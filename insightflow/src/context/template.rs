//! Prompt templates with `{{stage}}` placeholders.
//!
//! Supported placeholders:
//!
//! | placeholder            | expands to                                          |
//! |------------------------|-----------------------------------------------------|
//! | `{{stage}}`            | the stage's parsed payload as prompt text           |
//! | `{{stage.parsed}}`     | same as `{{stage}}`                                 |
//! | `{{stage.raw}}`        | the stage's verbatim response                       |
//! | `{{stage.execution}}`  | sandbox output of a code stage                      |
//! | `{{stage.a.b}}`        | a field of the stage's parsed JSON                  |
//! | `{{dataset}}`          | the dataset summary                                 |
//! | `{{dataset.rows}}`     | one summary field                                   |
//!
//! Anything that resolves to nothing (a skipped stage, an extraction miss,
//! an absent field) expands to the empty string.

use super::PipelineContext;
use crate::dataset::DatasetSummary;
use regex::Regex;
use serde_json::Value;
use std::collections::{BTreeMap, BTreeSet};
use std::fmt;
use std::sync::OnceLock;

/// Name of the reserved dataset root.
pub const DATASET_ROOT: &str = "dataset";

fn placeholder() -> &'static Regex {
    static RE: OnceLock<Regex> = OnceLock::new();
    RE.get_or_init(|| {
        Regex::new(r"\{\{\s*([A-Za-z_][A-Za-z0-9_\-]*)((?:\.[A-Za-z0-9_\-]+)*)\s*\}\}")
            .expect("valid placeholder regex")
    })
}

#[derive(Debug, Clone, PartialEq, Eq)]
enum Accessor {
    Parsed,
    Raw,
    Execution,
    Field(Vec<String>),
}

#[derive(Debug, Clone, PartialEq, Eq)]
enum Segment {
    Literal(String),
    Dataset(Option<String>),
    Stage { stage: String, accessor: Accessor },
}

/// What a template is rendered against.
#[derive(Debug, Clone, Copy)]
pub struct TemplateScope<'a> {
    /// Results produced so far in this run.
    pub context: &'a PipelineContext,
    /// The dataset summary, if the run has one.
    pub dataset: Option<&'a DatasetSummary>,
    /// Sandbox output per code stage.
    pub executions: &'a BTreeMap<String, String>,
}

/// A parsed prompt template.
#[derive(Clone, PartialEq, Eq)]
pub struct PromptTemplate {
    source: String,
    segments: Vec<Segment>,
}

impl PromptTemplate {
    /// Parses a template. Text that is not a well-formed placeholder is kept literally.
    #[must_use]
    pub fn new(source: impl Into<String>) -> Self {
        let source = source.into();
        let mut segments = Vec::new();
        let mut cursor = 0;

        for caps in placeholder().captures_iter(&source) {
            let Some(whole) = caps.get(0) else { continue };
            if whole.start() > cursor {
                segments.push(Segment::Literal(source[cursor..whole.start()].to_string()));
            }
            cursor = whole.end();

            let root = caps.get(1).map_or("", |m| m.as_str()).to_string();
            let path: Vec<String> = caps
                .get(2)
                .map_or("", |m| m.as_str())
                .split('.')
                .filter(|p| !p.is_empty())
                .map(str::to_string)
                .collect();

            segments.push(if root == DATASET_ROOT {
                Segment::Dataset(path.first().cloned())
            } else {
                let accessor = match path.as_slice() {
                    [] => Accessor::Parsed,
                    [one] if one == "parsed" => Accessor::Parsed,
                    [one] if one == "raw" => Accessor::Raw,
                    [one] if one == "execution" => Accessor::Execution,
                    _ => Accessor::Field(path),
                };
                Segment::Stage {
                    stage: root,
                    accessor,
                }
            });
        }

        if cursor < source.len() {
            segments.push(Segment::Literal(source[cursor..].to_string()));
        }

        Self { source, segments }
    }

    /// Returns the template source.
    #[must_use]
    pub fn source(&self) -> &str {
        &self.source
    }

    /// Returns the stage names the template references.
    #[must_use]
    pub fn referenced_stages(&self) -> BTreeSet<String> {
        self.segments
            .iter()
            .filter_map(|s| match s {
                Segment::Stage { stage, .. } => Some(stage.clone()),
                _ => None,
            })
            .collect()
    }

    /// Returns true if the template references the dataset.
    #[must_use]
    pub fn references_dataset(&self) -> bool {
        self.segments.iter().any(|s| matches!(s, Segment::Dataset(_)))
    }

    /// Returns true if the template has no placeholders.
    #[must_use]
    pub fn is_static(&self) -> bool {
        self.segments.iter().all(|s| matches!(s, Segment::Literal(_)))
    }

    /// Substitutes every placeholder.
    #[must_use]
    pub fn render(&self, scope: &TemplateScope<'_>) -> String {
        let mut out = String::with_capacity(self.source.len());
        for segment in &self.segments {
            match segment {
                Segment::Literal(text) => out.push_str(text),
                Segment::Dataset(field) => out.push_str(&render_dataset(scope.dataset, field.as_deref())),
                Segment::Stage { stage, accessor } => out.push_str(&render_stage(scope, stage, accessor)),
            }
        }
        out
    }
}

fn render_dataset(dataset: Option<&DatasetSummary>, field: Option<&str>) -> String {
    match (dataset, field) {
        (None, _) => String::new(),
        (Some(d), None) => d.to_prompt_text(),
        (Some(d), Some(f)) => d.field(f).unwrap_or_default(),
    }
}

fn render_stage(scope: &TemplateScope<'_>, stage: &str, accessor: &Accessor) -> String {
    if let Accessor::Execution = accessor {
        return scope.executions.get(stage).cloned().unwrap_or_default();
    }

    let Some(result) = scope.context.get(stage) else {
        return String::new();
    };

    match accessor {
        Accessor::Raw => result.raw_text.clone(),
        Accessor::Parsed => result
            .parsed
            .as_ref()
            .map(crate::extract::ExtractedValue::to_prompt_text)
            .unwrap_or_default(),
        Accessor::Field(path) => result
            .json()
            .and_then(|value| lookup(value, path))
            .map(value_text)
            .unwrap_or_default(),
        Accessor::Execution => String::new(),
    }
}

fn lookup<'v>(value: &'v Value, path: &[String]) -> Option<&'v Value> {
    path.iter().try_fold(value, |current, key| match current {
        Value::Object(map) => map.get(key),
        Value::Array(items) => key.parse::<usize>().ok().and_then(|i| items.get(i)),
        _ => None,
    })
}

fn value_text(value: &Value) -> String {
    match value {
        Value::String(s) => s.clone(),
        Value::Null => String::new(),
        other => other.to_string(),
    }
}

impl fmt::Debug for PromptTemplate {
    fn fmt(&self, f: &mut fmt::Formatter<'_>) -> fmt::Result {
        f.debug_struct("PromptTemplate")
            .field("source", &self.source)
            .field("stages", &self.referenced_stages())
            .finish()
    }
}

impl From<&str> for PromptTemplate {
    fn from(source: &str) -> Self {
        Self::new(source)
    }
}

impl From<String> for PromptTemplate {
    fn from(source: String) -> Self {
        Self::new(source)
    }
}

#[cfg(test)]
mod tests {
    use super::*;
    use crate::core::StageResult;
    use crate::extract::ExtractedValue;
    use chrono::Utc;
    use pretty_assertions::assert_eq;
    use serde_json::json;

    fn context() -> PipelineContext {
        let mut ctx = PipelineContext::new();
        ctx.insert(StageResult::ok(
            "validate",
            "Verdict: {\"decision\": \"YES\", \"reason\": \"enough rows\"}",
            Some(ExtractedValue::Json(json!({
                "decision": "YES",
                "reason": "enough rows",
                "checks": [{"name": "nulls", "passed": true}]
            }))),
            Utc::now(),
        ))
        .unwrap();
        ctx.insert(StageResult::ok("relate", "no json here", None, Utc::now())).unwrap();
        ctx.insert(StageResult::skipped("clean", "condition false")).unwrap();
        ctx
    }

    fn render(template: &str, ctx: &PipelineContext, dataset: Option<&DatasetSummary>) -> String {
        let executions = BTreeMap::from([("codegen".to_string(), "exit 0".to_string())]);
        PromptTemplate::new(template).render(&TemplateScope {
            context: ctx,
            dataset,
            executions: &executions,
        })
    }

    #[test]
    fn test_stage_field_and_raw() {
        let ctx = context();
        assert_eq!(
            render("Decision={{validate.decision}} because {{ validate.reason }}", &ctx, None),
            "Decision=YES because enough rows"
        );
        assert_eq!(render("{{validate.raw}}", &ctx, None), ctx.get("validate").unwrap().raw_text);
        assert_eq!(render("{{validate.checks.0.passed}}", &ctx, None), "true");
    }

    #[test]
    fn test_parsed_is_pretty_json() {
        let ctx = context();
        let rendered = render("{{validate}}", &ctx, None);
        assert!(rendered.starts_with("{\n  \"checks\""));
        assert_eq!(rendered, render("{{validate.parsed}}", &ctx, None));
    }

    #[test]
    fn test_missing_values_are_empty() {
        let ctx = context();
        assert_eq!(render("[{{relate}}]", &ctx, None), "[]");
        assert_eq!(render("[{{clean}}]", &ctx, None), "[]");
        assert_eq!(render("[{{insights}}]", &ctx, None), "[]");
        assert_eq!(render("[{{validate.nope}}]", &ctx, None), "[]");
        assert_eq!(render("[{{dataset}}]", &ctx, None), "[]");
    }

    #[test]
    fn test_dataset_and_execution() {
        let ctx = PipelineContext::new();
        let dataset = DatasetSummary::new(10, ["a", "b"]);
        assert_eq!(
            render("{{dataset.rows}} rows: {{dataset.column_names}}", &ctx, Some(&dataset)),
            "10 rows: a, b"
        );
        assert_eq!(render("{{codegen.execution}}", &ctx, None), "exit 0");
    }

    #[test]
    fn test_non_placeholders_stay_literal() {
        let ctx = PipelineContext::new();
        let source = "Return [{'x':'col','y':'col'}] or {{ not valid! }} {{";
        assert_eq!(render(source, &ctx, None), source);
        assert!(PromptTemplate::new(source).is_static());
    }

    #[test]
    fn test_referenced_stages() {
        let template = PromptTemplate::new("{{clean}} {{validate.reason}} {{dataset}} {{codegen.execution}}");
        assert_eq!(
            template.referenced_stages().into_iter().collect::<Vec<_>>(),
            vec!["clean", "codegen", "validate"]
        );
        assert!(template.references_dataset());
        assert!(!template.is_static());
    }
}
++++
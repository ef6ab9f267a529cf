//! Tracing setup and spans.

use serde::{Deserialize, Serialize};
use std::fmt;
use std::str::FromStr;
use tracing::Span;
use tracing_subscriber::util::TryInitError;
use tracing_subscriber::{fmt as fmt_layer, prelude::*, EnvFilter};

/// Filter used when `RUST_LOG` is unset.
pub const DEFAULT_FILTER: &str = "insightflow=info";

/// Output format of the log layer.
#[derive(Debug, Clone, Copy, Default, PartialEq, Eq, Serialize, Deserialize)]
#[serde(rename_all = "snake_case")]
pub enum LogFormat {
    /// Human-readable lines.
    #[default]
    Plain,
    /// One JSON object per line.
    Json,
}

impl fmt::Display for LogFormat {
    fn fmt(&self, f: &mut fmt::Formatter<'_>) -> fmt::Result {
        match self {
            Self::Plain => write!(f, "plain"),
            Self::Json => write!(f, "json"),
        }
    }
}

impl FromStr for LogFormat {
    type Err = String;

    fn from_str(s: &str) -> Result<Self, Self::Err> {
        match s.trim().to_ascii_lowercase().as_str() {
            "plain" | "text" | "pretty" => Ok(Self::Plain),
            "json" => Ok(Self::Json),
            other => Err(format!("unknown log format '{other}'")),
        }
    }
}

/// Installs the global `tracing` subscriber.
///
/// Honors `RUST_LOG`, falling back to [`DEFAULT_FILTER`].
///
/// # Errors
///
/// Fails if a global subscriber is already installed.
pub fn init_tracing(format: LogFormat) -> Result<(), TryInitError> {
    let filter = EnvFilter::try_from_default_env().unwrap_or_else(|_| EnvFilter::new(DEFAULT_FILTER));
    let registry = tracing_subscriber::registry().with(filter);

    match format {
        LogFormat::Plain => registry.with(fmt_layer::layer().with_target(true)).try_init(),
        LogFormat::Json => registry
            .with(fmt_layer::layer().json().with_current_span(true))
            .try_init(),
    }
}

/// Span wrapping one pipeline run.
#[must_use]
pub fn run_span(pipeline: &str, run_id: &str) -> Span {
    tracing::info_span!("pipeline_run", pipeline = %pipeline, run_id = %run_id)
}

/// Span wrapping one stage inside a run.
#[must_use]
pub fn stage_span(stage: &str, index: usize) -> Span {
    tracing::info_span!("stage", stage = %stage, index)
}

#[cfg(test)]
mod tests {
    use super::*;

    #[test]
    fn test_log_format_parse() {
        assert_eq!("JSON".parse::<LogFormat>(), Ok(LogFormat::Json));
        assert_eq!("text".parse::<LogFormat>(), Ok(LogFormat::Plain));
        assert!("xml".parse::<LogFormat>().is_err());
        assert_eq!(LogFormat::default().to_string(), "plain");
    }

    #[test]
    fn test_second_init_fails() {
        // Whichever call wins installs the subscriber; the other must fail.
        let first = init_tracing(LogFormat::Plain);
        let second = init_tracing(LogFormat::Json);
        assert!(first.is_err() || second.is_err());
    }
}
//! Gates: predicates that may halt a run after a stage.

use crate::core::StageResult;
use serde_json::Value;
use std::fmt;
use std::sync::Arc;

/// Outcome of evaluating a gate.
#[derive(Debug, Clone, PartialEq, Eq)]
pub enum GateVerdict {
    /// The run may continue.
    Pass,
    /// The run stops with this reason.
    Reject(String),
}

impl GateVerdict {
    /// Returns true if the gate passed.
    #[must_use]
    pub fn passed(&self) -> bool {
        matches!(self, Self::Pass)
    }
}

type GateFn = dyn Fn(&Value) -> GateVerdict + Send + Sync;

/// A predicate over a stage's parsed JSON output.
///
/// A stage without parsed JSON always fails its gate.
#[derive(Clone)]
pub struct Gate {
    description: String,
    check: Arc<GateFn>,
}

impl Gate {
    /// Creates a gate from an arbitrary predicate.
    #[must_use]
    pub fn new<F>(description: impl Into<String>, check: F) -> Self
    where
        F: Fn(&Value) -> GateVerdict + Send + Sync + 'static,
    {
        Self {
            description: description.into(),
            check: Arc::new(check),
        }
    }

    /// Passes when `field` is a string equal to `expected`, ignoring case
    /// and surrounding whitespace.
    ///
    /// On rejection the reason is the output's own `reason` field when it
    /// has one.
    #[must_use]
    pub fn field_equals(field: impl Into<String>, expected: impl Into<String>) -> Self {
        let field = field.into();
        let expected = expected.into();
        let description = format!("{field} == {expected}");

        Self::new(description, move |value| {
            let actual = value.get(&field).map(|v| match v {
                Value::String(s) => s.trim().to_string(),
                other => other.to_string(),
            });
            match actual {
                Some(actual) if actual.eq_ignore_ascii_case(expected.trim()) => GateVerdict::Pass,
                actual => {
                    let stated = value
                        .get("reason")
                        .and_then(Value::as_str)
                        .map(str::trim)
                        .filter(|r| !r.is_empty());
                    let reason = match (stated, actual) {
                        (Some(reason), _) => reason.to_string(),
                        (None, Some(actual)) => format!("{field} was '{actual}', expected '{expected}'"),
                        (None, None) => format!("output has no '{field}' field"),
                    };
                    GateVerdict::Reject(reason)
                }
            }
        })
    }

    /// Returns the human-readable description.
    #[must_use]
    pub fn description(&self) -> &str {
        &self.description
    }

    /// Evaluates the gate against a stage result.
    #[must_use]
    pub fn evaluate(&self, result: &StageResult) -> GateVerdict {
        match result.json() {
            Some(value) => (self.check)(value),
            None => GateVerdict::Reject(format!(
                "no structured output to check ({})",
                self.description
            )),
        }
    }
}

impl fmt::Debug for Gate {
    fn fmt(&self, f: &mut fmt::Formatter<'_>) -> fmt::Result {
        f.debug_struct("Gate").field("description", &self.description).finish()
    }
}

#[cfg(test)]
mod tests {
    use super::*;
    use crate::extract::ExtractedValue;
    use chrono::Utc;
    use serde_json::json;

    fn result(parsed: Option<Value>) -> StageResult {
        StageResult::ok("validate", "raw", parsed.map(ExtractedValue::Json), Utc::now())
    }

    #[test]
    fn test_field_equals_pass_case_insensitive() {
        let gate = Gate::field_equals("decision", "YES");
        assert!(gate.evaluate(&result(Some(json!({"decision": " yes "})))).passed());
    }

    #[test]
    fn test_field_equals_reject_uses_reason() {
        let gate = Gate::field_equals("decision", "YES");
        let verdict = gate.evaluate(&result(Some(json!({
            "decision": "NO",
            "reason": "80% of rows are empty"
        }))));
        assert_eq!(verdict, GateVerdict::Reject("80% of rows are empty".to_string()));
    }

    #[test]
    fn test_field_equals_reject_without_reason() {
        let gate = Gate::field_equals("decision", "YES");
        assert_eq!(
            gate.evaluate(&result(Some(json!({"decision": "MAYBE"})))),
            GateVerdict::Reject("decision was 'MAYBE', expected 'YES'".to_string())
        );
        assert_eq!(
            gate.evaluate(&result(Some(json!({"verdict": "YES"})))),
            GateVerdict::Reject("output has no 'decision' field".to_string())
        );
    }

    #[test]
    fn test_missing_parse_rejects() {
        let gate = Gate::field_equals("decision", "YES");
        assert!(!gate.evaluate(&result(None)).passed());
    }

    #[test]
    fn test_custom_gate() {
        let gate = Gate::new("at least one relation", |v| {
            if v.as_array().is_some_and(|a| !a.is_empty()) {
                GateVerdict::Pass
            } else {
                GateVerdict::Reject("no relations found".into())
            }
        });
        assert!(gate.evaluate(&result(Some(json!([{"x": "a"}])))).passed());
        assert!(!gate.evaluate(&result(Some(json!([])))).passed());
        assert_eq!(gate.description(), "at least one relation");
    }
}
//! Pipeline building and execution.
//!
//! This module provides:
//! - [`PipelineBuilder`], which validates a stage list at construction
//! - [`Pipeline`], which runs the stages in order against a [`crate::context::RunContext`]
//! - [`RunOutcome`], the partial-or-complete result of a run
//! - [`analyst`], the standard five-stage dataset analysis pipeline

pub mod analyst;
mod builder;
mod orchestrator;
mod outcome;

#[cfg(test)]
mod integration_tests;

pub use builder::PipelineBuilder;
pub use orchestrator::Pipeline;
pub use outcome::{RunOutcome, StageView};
++++
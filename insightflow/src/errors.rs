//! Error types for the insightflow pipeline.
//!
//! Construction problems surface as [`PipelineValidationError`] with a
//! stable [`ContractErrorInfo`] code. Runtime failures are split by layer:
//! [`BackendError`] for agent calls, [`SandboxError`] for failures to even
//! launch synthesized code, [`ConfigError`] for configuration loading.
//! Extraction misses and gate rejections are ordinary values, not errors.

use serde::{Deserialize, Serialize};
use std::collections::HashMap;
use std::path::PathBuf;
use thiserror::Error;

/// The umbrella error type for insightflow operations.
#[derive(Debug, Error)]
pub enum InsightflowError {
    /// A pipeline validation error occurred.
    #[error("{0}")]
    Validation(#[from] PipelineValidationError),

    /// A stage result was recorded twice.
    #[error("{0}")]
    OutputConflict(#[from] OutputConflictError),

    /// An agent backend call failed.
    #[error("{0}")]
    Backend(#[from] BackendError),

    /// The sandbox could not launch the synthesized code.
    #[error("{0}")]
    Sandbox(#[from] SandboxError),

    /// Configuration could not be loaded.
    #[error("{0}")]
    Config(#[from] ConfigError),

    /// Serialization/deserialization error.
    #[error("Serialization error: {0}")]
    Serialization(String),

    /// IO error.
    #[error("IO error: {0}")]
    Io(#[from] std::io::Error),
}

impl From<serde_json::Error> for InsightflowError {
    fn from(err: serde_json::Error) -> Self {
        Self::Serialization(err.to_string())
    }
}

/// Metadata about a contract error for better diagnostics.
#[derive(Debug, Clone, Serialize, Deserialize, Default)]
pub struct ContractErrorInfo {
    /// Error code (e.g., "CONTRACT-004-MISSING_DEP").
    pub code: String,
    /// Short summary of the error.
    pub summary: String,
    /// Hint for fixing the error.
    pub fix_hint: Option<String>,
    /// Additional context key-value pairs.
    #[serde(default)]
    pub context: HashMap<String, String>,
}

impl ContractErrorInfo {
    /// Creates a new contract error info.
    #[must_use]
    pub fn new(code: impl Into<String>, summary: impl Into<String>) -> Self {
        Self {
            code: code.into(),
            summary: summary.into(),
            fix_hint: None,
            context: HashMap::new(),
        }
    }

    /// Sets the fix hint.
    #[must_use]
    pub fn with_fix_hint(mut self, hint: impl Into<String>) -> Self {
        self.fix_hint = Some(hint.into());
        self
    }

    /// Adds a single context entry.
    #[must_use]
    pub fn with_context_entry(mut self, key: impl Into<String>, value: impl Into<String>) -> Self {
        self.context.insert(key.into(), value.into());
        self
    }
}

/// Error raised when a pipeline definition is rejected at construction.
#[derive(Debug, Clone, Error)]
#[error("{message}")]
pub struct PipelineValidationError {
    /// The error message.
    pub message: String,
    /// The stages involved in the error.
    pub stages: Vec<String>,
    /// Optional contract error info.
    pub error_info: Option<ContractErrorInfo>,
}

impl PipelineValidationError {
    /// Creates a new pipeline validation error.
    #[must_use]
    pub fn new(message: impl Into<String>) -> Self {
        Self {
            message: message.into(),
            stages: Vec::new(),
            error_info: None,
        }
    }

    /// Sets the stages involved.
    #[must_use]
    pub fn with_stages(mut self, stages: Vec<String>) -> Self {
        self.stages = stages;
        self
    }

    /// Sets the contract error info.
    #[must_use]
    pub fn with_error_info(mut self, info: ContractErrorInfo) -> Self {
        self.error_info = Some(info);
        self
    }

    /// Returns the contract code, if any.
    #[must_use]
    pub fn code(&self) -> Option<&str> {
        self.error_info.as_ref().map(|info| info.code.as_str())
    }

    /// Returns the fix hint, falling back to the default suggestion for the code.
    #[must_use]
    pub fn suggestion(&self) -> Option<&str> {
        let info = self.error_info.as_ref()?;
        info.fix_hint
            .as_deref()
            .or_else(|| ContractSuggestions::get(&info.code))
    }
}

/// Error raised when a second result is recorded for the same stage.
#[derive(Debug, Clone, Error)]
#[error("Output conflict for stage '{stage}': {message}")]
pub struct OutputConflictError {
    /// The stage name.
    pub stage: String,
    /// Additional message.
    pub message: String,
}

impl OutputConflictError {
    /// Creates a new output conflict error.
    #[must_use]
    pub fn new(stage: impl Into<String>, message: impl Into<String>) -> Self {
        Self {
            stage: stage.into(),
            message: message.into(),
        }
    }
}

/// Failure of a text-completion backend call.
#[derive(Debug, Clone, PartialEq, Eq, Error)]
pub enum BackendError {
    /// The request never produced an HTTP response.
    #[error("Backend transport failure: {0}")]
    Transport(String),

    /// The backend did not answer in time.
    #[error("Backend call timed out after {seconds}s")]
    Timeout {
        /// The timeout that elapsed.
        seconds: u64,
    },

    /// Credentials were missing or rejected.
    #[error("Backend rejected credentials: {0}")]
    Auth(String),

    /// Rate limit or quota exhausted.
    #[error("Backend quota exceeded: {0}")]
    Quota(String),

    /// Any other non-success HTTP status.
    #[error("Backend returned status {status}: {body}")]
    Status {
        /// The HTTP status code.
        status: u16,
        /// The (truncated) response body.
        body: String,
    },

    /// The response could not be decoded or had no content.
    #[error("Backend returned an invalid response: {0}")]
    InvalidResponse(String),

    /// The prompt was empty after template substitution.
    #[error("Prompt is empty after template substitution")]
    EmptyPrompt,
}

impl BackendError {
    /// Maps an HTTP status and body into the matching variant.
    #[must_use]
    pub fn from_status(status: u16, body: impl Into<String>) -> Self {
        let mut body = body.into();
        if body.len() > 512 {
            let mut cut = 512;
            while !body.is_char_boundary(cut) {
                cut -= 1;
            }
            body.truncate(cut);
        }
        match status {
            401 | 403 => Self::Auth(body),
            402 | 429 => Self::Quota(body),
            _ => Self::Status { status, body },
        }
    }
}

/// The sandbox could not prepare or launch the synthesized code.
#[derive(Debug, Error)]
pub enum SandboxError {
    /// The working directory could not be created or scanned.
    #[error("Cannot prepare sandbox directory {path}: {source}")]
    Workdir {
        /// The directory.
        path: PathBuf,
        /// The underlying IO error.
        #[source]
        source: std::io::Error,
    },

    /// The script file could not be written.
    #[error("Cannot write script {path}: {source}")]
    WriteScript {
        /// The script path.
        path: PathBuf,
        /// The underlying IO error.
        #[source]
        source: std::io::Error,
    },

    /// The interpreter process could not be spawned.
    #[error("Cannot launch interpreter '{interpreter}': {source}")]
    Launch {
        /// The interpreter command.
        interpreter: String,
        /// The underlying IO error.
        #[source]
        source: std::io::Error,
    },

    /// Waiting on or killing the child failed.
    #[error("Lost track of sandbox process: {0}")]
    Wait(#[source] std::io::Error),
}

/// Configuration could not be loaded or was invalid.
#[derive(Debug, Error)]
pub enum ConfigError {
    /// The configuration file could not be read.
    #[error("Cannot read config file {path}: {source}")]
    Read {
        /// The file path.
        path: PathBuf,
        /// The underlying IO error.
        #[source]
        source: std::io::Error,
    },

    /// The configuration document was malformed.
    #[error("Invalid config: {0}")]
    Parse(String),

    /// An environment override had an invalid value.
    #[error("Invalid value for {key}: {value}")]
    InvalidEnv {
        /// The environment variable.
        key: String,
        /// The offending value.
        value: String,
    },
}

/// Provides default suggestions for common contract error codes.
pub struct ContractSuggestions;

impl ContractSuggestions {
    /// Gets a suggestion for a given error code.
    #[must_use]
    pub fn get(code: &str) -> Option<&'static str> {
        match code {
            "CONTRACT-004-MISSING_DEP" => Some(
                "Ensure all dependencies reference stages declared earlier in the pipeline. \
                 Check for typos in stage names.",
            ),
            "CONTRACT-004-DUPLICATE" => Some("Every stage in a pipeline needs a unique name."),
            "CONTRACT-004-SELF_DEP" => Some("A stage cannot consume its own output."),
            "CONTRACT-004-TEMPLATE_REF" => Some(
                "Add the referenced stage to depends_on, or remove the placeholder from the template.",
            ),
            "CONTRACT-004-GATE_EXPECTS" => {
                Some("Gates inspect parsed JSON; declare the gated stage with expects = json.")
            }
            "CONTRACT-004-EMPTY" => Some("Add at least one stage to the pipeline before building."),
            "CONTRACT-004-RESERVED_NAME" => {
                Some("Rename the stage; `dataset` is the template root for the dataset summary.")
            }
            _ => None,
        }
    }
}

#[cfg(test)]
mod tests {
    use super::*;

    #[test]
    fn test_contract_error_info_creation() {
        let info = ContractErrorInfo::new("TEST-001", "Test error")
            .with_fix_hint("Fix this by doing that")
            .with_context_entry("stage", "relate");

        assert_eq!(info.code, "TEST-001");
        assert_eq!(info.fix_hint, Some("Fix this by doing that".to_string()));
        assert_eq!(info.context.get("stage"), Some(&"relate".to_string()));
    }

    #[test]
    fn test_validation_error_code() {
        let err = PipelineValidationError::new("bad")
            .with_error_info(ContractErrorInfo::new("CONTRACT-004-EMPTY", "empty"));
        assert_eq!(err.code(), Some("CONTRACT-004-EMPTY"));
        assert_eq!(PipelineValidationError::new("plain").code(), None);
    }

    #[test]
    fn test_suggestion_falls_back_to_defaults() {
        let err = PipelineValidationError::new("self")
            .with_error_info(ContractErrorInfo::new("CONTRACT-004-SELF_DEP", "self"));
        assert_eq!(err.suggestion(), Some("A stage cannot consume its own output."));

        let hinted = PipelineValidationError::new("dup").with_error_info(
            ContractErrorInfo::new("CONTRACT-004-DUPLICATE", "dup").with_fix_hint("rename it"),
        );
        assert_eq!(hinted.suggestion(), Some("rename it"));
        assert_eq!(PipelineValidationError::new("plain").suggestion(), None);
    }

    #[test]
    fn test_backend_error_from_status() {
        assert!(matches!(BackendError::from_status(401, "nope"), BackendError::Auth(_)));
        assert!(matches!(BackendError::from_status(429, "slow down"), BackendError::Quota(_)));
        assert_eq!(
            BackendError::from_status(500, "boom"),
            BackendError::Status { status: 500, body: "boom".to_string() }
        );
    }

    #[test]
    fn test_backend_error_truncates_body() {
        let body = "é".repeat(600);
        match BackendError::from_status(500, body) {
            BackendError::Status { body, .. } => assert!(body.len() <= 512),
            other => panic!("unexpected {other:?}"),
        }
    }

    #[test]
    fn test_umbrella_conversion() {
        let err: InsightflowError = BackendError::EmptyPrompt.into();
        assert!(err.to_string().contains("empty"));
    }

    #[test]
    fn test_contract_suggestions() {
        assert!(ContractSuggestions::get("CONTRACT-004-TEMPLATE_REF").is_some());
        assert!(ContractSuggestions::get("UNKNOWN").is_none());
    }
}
++++
WHAT YOU SHOULD DO
If a line in the entries above holds "prepare", include it in the count; report nothing but the resulting number.

ANSWER SECTION
2